■ **TASK BRIEF**
Among the entries below, determine how many lines contain the word "None" and state only that figure.

■ **INFORMATION SUPPLIED**
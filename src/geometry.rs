//! Minimal 2-D geometry for the spatial index
//!
//! Points are `glam::DVec2`. Rectangles are half-open (`min <= p < max`) so
//! that the four quadrants of a rectangle tile it without overlap.

use glam::DVec2;

#[cfg(feature = "serde")]
use serde::{Deserialize, Serialize};

use crate::error::{MapError, Result};

/// A point (or vector) in world space
pub type Point = DVec2;

/// Axis-aligned rectangle with inclusive minimum and exclusive maximum
#[cfg_attr(feature = "serde", derive(Serialize, Deserialize))]
#[derive(Debug, Clone, Copy, PartialEq)]
pub struct Rectangle {
    /// Top-left (minimum) corner, inclusive
    pub min: Point,
    /// Bottom-right (maximum) corner, exclusive
    pub max: Point,
}

impl Rectangle {
    /// Create a rectangle from its minimum and maximum corners
    pub fn new(min: Point, max: Point) -> Self {
        Self { min, max }
    }

    /// Create a square centered on `center` extending `half_width` each way
    pub fn around(center: Point, half_width: f64) -> Self {
        let offset = Point::splat(half_width);
        Self::new(center - offset, center + offset)
    }

    #[inline]
    pub fn width(&self) -> f64 {
        self.max.x - self.min.x
    }

    #[inline]
    pub fn height(&self) -> f64 {
        self.max.y - self.min.y
    }

    /// Midpoint of the rectangle
    #[inline]
    pub fn center(&self) -> Point {
        self.min + (self.max - self.min) / 2.0
    }

    /// Half-open containment test
    #[inline]
    pub fn contains(&self, point: Point) -> bool {
        point.x >= self.min.x
            && point.x < self.max.x
            && point.y >= self.min.y
            && point.y < self.max.y
    }

    /// Corners in order: top-left, top-right, bottom-right, bottom-left
    pub fn corners(&self) -> [Point; 4] {
        [
            self.min,
            Point::new(self.max.x, self.min.y),
            self.max,
            Point::new(self.min.x, self.max.y),
        ]
    }

    /// Boundary segments, walking the corners clockwise
    pub fn edges(&self) -> [Line; 4] {
        let [tl, tr, br, bl] = self.corners();
        [
            Line::new(tl, tr),
            Line::new(tr, br),
            Line::new(br, bl),
            Line::new(bl, tl),
        ]
    }

    /// Split at the midpoint of both axes
    ///
    /// Returned in order: top-left, top-right, bottom-left, bottom-right.
    pub fn quadrants(&self) -> [Rectangle; 4] {
        let mid = self.center();
        [
            Rectangle::new(self.min, mid),
            Rectangle::new(Point::new(mid.x, self.min.y), Point::new(self.max.x, mid.y)),
            Rectangle::new(Point::new(self.min.x, mid.y), Point::new(mid.x, self.max.y)),
            Rectangle::new(mid, self.max),
        ]
    }

    /// Whether halving this rectangle produces four non-empty children
    pub fn can_subdivide(&self) -> bool {
        let mid = self.center();
        self.min.x < mid.x && mid.x < self.max.x && self.min.y < mid.y && mid.y < self.max.y
    }

    /// Whether the two half-open rectangles share at least one point
    pub fn overlaps(&self, other: &Rectangle) -> bool {
        self.min.x < other.max.x
            && other.min.x < self.max.x
            && self.min.y < other.max.y
            && other.min.y < self.max.y
    }

    /// Rectangle-vs-circle test
    ///
    /// True if the circle's center is inside, or if the orthogonal projection
    /// of the center onto any edge lands on that edge within the radius. A
    /// corner inside the circle also counts, since a circle can clip a corner
    /// while every edge projection falls outside its segment.
    pub fn intersects_circle(&self, circle: &Circle) -> bool {
        if self.contains(circle.center) {
            return true;
        }

        let edge_hit = self.edges().iter().any(|edge| {
            edge.project_point(circle.center)
                .map_or(false, |projected| circle.contains(projected))
        });

        edge_hit || self.corners().iter().any(|&corner| circle.contains(corner))
    }

    fn validate(&self) -> Result<()> {
        if !self.min.is_finite() || !self.max.is_finite() {
            return Err(MapError::UnknownShape(format!(
                "rectangle with non-finite corners {:?} .. {:?}",
                self.min, self.max
            )));
        }
        if self.min.x > self.max.x || self.min.y > self.max.y {
            return Err(MapError::UnknownShape(format!(
                "inverted rectangle {:?} .. {:?}",
                self.min, self.max
            )));
        }
        Ok(())
    }
}

/// Circle given by center and radius; the boundary is inclusive
#[cfg_attr(feature = "serde", derive(Serialize, Deserialize))]
#[derive(Debug, Clone, Copy, PartialEq)]
pub struct Circle {
    pub center: Point,
    pub radius: f64,
}

impl Circle {
    pub fn new(center: Point, radius: f64) -> Self {
        Self { center, radius }
    }

    /// Euclidean distance from the center is at most the radius
    #[inline]
    pub fn contains(&self, point: Point) -> bool {
        self.center.distance(point) <= self.radius
    }

    fn validate(&self) -> Result<()> {
        if !self.center.is_finite() || !self.radius.is_finite() || self.radius < 0.0 {
            return Err(MapError::UnknownShape(format!(
                "circle at {:?} with radius {}",
                self.center, self.radius
            )));
        }
        Ok(())
    }
}

/// Bounded line segment
#[cfg_attr(feature = "serde", derive(Serialize, Deserialize))]
#[derive(Debug, Clone, Copy, PartialEq)]
pub struct Line {
    pub start: Point,
    pub end: Point,
}

impl Line {
    pub fn new(start: Point, end: Point) -> Self {
        Self { start, end }
    }

    /// Segment from `start_radius` to `end_radius` along a polar angle
    pub fn polar(origin: Point, angle: f64, start_radius: f64, end_radius: f64) -> Self {
        Self::new(
            origin + polar_offset(angle, start_radius),
            origin + polar_offset(angle, end_radius),
        )
    }

    #[inline]
    pub fn length(&self) -> f64 {
        self.start.distance(self.end)
    }

    /// Orthogonal projection of `point` onto the segment
    ///
    /// Returns `None` when the projection falls outside the segment, or the
    /// segment has zero length.
    pub fn project_point(&self, point: Point) -> Option<Point> {
        let direction = self.end - self.start;
        let length_squared = direction.length_squared();
        if length_squared == 0.0 {
            return None;
        }

        let t = (point - self.start).dot(direction) / length_squared;
        if (0.0..=1.0).contains(&t) {
            Some(self.start + direction * t)
        } else {
            None
        }
    }
}

/// Cartesian offset of a polar coordinate
#[inline]
pub fn polar_offset(angle: f64, distance: f64) -> Point {
    Point::new(distance * angle.cos(), distance * angle.sin())
}

/// Closed set of query shapes understood by the spatial index
#[cfg_attr(feature = "serde", derive(Serialize, Deserialize))]
#[derive(Debug, Clone, Copy, PartialEq)]
pub enum Shape {
    Rectangle(Rectangle),
    Circle(Circle),
}

impl Shape {
    /// Reject shapes that cannot be interpreted (NaN coordinates, negative
    /// radius, inverted rectangle)
    pub fn validate(&self) -> Result<()> {
        match self {
            Shape::Rectangle(rect) => rect.validate(),
            Shape::Circle(circle) => circle.validate(),
        }
    }

    /// Point containment predicate for this shape
    #[inline]
    pub fn contains(&self, point: Point) -> bool {
        match self {
            Shape::Rectangle(rect) => rect.contains(point),
            Shape::Circle(circle) => circle.contains(point),
        }
    }

    /// Whether this shape could contain any point of `rect`
    #[inline]
    pub fn touches_rect(&self, rect: &Rectangle) -> bool {
        match self {
            Shape::Rectangle(other) => other.overlaps(rect),
            Shape::Circle(circle) => rect.intersects_circle(circle),
        }
    }

    /// Shape-vs-shape intersection, dispatched on both variants
    ///
    /// A rectangle and a circle intersect when the circle's center is inside
    /// the rectangle, when the center's projection onto an edge lies within
    /// the radius, or when a corner lies within the radius. The corner case
    /// goes beyond the plain center-or-edge rule: a rectangle `[0, 10)²` and a
    /// circle of radius 1.5 at `(-1, -1)` intersect here, but not under the
    /// center-or-edge rule alone.
    ///
    /// # Errors
    ///
    /// Returns `UnknownShape` if either shape is malformed
    pub fn intersects(&self, other: &Shape) -> Result<bool> {
        self.validate()?;
        other.validate()?;

        let hit = match (self, other) {
            (Shape::Rectangle(a), Shape::Rectangle(b)) => a.overlaps(b),
            (Shape::Rectangle(rect), Shape::Circle(circle))
            | (Shape::Circle(circle), Shape::Rectangle(rect)) => rect.intersects_circle(circle),
            (Shape::Circle(a), Shape::Circle(b)) => {
                a.center.distance(b.center) <= a.radius + b.radius
            }
        };
        Ok(hit)
    }
}

impl From<Rectangle> for Shape {
    fn from(rect: Rectangle) -> Self {
        Shape::Rectangle(rect)
    }
}

impl From<Circle> for Shape {
    fn from(circle: Circle) -> Self {
        Shape::Circle(circle)
    }
}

■ **WRITTEN ANSWER**
3